What Other Cities Are Doing
Singapore's Government Technology Agency, known as GovTech, has publicly documented a deduplication initiative across its Whole-of-Government content repositories, targeting redundant assets that accumulated during the COVID-19 period when digital publishing by agencies surged. Helsinki's city administration completed a similar audit of its municipal image libraries in late 2024, identifying roughly 40 percent of stored assets as duplicates eligible for deletion or consolidation. Amsterdam's digital services team has gone further, deploying automated perceptual hashing tools — software that identifies visually identical or near-identical images regardless of filename — across the city's public communications archive since early 2025.
Canberra's situation is more fragmented. Unlike Helsinki, which operates through a single city government, the ACT manages its own territory assets separately from the dozens of Commonwealth departments whose offices fill Civic, Barton, and the sprawling campuses around Woden Town Centre. That jurisdictional split means there is no single deduplication effort — just a patchwork of agency-level initiatives at different stages of maturity.
Local Institutions Feeling the Pinch
The Australian National University in Acton and the University of Canberra in Bruce, both significant digital publishers in their own right, have each grappled with image asset sprawl as their web presences expanded across multiple faculties and research centres. ANU's digital team has been consolidating its content platform since 2023. The ACT Government's own digital communications unit, which manages public-facing content for territory services operating out of offices including those on Bowes Street in Phillip, has acknowledged internally that image library governance is a known gap, though no formal deduplication program has been publicly announced.

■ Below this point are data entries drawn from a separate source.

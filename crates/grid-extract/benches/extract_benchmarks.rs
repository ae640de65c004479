//! Benchmarks for pixel map construction and the read strategies.
//!
//! Run with: cargo bench --package grid-extract --bench extract_benchmarks

use std::sync::Arc;

use criterion::{black_box, criterion_group, criterion_main, BenchmarkId, Criterion, Throughput};
use grid_extract::{
    DataReadingStrategy, InMemoryArrayReader, PixelMap, PointList, SourceGrid, Slice,
    ValueConversion,
};
use grid_geometry::{CurvilinearGrid, RegularAxis, RegularGrid};
use grid_index::{build_index, IndexConfig, IndexKind};
use test_utils::{create_test_values, random_points_in, rotated_coords};

const NI: usize = 400;
const NJ: usize = 300;

fn curvilinear_source() -> (SourceGrid, Arc<CurvilinearGrid>) {
    let grid = Arc::new(CurvilinearGrid::from_coordinates(rotated_coords(
        NI,
        NJ,
        (-40.0, 30.0),
        0.1,
        20.0,
    )));
    let index = build_index(IndexKind::PriorityRTree, grid.clone(), &IndexConfig::default()).unwrap();
    (SourceGrid::Curvilinear(index), grid)
}

// =============================================================================
// PIXEL MAP BENCHMARKS
// =============================================================================

fn bench_pixel_map(c: &mut Criterion) {
    let mut group = c.benchmark_group("pixel_map");
    group.sample_size(20);

    let (source, grid) = curvilinear_source();
    for &n in &[1_000usize, 100_000] {
        let targets = PointList::new(random_points_in(&grid.bounding_box(), n, 42));
        group.throughput(Throughput::Elements(n as u64));
        group.bench_with_input(BenchmarkId::new("curvilinear", n), &targets, |b, targets| {
            b.iter(|| PixelMap::new(&source, targets).unwrap());
        });
    }

    // Regular source and target take the per-axis path
    let regular = SourceGrid::Regular(
        RegularGrid::new(
            RegularAxis::new(-179.875, 0.25, 1440, true).unwrap(),
            RegularAxis::new(-89.875, 0.25, 720, false).unwrap(),
        )
        .unwrap(),
    );
    let tile = RegularGrid::from_bbox(&grid.bounding_box(), 512, 512).unwrap();
    group.throughput(Throughput::Elements(tile.len() as u64));
    group.bench_function("regular_512x512", |b| {
        b.iter(|| PixelMap::new(&regular, &tile).unwrap());
    });

    group.finish();
}

// =============================================================================
// READ STRATEGY BENCHMARKS
// =============================================================================

fn bench_strategies(c: &mut Criterion) {
    let mut group = c.benchmark_group("read_strategy");

    let (source, grid) = curvilinear_source();
    let reader = InMemoryArrayReader::new(NI, NJ, create_test_values(NI, NJ)).unwrap();
    let conversion = ValueConversion::identity();

    // Sparse: a handful of points over the whole grid. Dense: a 256x256 tile.
    let sparse = PointList::new(random_points_in(&grid.bounding_box(), 200, 7));
    let dense = RegularGrid::from_bbox(&grid.bounding_box(), 256, 256).unwrap();
    let maps = [
        ("sparse", PixelMap::new(&source, &sparse).unwrap()),
        ("dense", PixelMap::new(&source, &dense).unwrap()),
    ];

    for (name, map) in &maps {
        for strategy in DataReadingStrategy::ALL {
            group.bench_with_input(BenchmarkId::new(strategy.as_str(), name), map, |b, map| {
                b.iter(|| {
                    black_box(
                        strategy
                            .read(map, &reader, Slice::default(), &conversion)
                            .unwrap(),
                    )
                });
            });
        }
    }

    group.finish();
}

criterion_group!(benches, bench_pixel_map, bench_strategies);
criterion_main!(benches);
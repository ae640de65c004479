//! Results reporting and formatting.

use comfy_table::{modifiers::UTF8_ROUND_CORNERS, presets::UTF8_FULL, Table};

use crate::runner::{ScenarioResults, TuneResult};

/// Formats benchmark results for output.
pub struct ResultsReport;

impl ResultsReport {
    /// Format scenario results as console tables.
    pub fn format_table(results: &ScenarioResults) -> String {
        let mut indexes = Table::new();
        indexes
            .load_preset(UTF8_FULL)
            .apply_modifier(UTF8_ROUND_CORNERS)
            .set_header(vec![
                "Index",
                "Build (ms)",
                "Memory (KiB)",
                "Hit rate",
                "Agreement",
                "Query p50 / p99 / max (ns)",
                "Pixel map (ms)",
            ]);
        for r in &results.indexes {
            indexes.add_row(vec![
                r.kind.to_string(),
                format!("{:.1}", r.build_ms),
                format!("{:.1}", r.memory_bytes as f64 / 1024.0),
                format!("{:.1}%", r.hit_rate * 100.0),
                format!("{:.2}%", r.agreement * 100.0),
                format!("{} / {} / {}", r.query_p50_ns, r.query_p99_ns, r.query_max_ns),
                format!("{:.1}", r.pixel_map_ms),
            ]);
        }

        let mut strategies = Table::new();
        strategies
            .load_preset(UTF8_FULL)
            .apply_modifier(UTF8_ROUND_CORNERS)
            .set_header(vec!["Strategy", "Read calls", "Values read"]);
        for s in &results.strategies {
            strategies.add_row(vec![
                s.strategy.to_string(),
                s.read_calls.to_string(),
                s.values_read.to_string(),
            ]);
        }

        format!(
            "Scenario: {} ({}x{} cells, {} queries)\n{}\n\nTarget: {} points, {} unique source cells\n{}",
            results.scenario,
            results.ni,
            results.nj,
            results.queries,
            indexes,
            results.target_points,
            results.unique_ij_pairs,
            strategies
        )
    }

    /// Format a KD-tree sweep as a console table.
    pub fn format_tune_table(results: &[TuneResult]) -> String {
        let mut table = Table::new();
        table
            .load_preset(UTF8_FULL)
            .apply_modifier(UTF8_ROUND_CORNERS)
            .set_header(vec!["k", "Expansion", "Mean query (ns)", "Hit rate", "Agreement"]);
        for r in results {
            table.add_row(vec![
                r.k.to_string(),
                format!("{:.2}", r.expansion_factor),
                format!("{:.0}", r.mean_query_ns),
                format!("{:.1}%", r.hit_rate * 100.0),
                format!("{:.2}%", r.agreement * 100.0),
            ]);
        }
        table.to_string()
    }

    /// Format any serializable results as JSON.
    pub fn format_json<T: serde::Serialize + ?Sized>(results: &T) -> anyhow::Result<String> {
        Ok(serde_json::to_string_pretty(results)?)
    }
}
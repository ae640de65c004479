//! Conversion of raw stored values to physical values.

use serde::{Deserialize, Serialize};

/// Scale/offset unpacking with missing-value substitution.
///
/// Missing values and the valid range refer to the raw (packed) values, as
/// in the CF conventions. Anything missing or out of range becomes NaN.
#[derive(Debug, Clone, PartialEq, Serialize, Deserialize)]
pub struct ValueConversion {
    #[serde(default = "default_scale")]
    pub scale_factor: f64,
    #[serde(default)]
    pub add_offset: f64,
    /// Raw values meaning "no data" (fill values).
    #[serde(default)]
    pub missing_values: Vec<f64>,
    /// Inclusive raw range `[min, max]` of valid values.
    #[serde(default)]
    pub valid_range: Option<(f64, f64)>,
}

fn default_scale() -> f64 {
    1.0
}

impl Default for ValueConversion {
    fn default() -> Self {
        Self {
            scale_factor: 1.0,
            add_offset: 0.0,
            missing_values: Vec::new(),
            valid_range: None,
        }
    }
}

impl ValueConversion {
    /// Pass values through unchanged, NaN stays NaN.
    pub fn identity() -> Self {
        Self::default()
    }

    /// Linear unpacking `raw * scale_factor + add_offset`.
    pub fn scaled(scale_factor: f64, add_offset: f64) -> Self {
        Self {
            scale_factor,
            add_offset,
            ..Self::default()
        }
    }

    /// Add a raw fill value.
    pub fn with_missing_value(mut self, value: f64) -> Self {
        self.missing_values.push(value);
        self
    }

    /// Set the inclusive raw valid range.
    pub fn with_valid_range(mut self, min: f64, max: f64) -> Self {
        self.valid_range = Some((min, max));
        self
    }

    /// Whether `raw` counts as missing.
    pub fn is_missing(&self, raw: f64) -> bool {
        if raw.is_nan() {
            return true;
        }
        if self.missing_values.iter().any(|&m| m == raw) {
            return true;
        }
        match self.valid_range {
            Some((min, max)) => raw < min || raw > max,
            None => false,
        }
    }

    /// Convert one raw value.
    pub fn convert(&self, raw: f64) -> f32 {
        if self.is_missing(raw) {
            f32::NAN
        } else {
            (raw * self.scale_factor + self.add_offset) as f32
        }
    }
}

For Commonwealth agencies, the Digital Transformation Agency — headquartered at 50 Marcus Clarke Street in Civic — has broad responsibility for advising on digital best practice but does not mandate specific asset management tools at the departmental level. That advisory-only role leaves individual agencies to solve the problem at their own pace and with their own budget allocations. Cloud storage costs for Australian government entities using platforms such as Microsoft Azure and AWS have risen materially since 2022 as data volumes grew, though publicly available per-agency storage expenditure figures are limited to what appears in portfolio budget statements.
The gap between Canberra and more centralised city-states like Singapore is partly structural and partly cultural. Public servants here tend to work within departmental silos that were built before shared digital infrastructure was a policy priority. Helsinki's advantage is a single municipal ICT budget; Singapore's is a top-down mandate from GovTech with teeth. Canberra has neither of those levers pulling in the same direction at once.
For public servants and territory government staff dealing with the problem day-to-day, the practical advice from digital archivists is consistent: start with a content audit before deploying any deduplication tool, because automated hash-matching software can flag near-identical images — slightly different crops of the same photograph, for instance — that may each serve a legitimate purpose. The National Archives of Australia publishes disposal authorities that govern how long digital assets must be retained, and those schedules should be cross-referenced before any bulk deletion is approved. Getting that sequencing right is where cities that have moved fastest, Singapore and Amsterdam among them, have invested the most upfront effort — and where Canberra, for now, is still catching up.